:: WORK INSTRUCTIONS ::
For this exercise, print all of the data exactly as given.

*** Opening of DATA RECORDS ***

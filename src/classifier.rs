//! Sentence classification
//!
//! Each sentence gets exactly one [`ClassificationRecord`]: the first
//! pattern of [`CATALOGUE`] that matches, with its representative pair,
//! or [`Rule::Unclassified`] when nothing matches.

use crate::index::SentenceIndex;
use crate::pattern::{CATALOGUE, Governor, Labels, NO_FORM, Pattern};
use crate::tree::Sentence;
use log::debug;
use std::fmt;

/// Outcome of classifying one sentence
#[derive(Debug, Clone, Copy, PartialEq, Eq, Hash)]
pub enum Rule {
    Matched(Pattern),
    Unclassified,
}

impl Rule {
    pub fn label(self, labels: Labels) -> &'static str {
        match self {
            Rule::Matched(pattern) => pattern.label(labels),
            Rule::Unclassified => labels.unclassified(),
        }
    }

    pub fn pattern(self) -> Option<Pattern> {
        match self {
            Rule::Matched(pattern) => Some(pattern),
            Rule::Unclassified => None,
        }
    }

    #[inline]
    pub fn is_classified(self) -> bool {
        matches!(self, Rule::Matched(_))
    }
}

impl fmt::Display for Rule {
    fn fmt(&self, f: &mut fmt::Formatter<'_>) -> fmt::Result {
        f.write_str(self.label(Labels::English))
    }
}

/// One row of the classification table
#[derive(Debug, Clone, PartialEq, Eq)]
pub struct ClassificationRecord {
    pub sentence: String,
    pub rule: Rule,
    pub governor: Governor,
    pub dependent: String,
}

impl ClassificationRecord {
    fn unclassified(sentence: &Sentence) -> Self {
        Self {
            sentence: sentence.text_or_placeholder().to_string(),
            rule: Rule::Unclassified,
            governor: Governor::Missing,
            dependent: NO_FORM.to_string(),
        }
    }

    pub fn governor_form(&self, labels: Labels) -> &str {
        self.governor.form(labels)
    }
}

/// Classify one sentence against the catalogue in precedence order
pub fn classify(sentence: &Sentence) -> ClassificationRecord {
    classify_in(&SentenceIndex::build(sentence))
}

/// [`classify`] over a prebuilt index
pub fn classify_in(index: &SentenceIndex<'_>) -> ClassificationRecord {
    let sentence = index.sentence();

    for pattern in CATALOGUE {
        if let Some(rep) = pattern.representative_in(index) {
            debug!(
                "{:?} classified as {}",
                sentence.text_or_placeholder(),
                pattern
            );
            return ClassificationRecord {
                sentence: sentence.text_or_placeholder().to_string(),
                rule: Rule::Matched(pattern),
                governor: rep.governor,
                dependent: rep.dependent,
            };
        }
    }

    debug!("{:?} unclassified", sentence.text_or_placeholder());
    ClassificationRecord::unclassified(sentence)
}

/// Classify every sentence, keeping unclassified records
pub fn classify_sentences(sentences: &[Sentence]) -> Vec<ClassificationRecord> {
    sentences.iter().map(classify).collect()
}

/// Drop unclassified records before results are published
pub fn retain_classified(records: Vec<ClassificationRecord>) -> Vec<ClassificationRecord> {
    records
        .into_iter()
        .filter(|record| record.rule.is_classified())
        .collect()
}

*** Close of DATA RECORDS ***

:: RESPONSE FOR THIS EXERCISE ::
filename src/classifier.rs
//! Sentence classification
//!
//! Each sentence gets exactly one [`ClassificationRecord`]: the first
//! pattern of [`CATALOGUE`] that matches, with its representative pair,
//! or [`Rule::Unclassified`] when nothing matches.

use crate::index::SentenceIndex;
use crate::pattern::{CATALOGUE, Governor, Labels, NO_FORM, Pattern};
use crate::tree::Sentence;
use log::debug;
use std::fmt;

/// Outcome of classifying one sentence
#[derive(Debug, Clone, Copy, PartialEq, Eq, Hash)]
pub enum Rule {
    Matched(Pattern),
    Unclassified,
}

impl Rule {
    pub fn label(self, labels: Labels) -> &'static str {
        match self {
            Rule::Matched(pattern) => pattern.label(labels),
            Rule::Unclassified => labels.unclassified(),
        }
    }

    pub fn pattern(self) -> Option<Pattern> {
        match self {
            Rule::Matched(pattern) => Some(pattern),
            Rule::Unclassified => None,
        }
    }

    #[inline]
    pub fn is_classified(self) -> bool {
        matches!(self, Rule::Matched(_))
    }
}

impl fmt::Display for Rule {
    fn fmt(&self, f: &mut fmt::Formatter<'_>) -> fmt::Result {
        f.write_str(self.label(Labels::English))
    }
}

/// One row of the classification table
#[derive(Debug, Clone, PartialEq, Eq)]
pub struct ClassificationRecord {
    pub sentence: String,
    pub rule: Rule,
    pub governor: Governor,
    pub dependent: String,
}

impl ClassificationRecord {
    fn unclassified(sentence: &Sentence) -> Self {
        Self {
            sentence: sentence.text_or_placeholder().to_string(),
            rule: Rule::Unclassified,
            governor: Governor::Missing,
            dependent: NO_FORM.to_string(),
        }
    }

    pub fn governor_form(&self, labels: Labels) -> &str {
        self.governor.form(labels)
    }
}

/// Classify one sentence against the catalogue in precedence order
pub fn classify(sentence: &Sentence) -> ClassificationRecord {
    classify_in(&SentenceIndex::build(sentence))
}

/// [`classify`] over a prebuilt index
pub fn classify_in(index: &SentenceIndex<'_>) -> ClassificationRecord {
    let sentence = index.sentence();

    for pattern in CATALOGUE {
        if let Some(rep) = pattern.representative_in(index) {
            debug!(
                "{:?} classified as {}",
                sentence.text_or_placeholder(),
                pattern
            );
            return ClassificationRecord {
                sentence: sentence.text_or_placeholder().to_string(),
                rule: Rule::Matched(pattern),
                governor: rep.governor,
                dependent: rep.dependent,
            };
        }
    }

    debug!("{:?} unclassified", sentence.text_or_placeholder());
    ClassificationRecord::unclassified(sentence)
}

/// Classify every sentence, keeping unclassified records
pub fn classify_sentences(sentences: &[Sentence]) -> Vec<ClassificationRecord> {
    sentences.iter().map(classify).collect()
}

/// Drop unclassified records before results are published
pub fn retain_classified(records: Vec<ClassificationRecord>) -> Vec<ClassificationRecord> {
    records
        .into_iter()
        .filter(|record| record.rule.is_classified())
        .collect()
}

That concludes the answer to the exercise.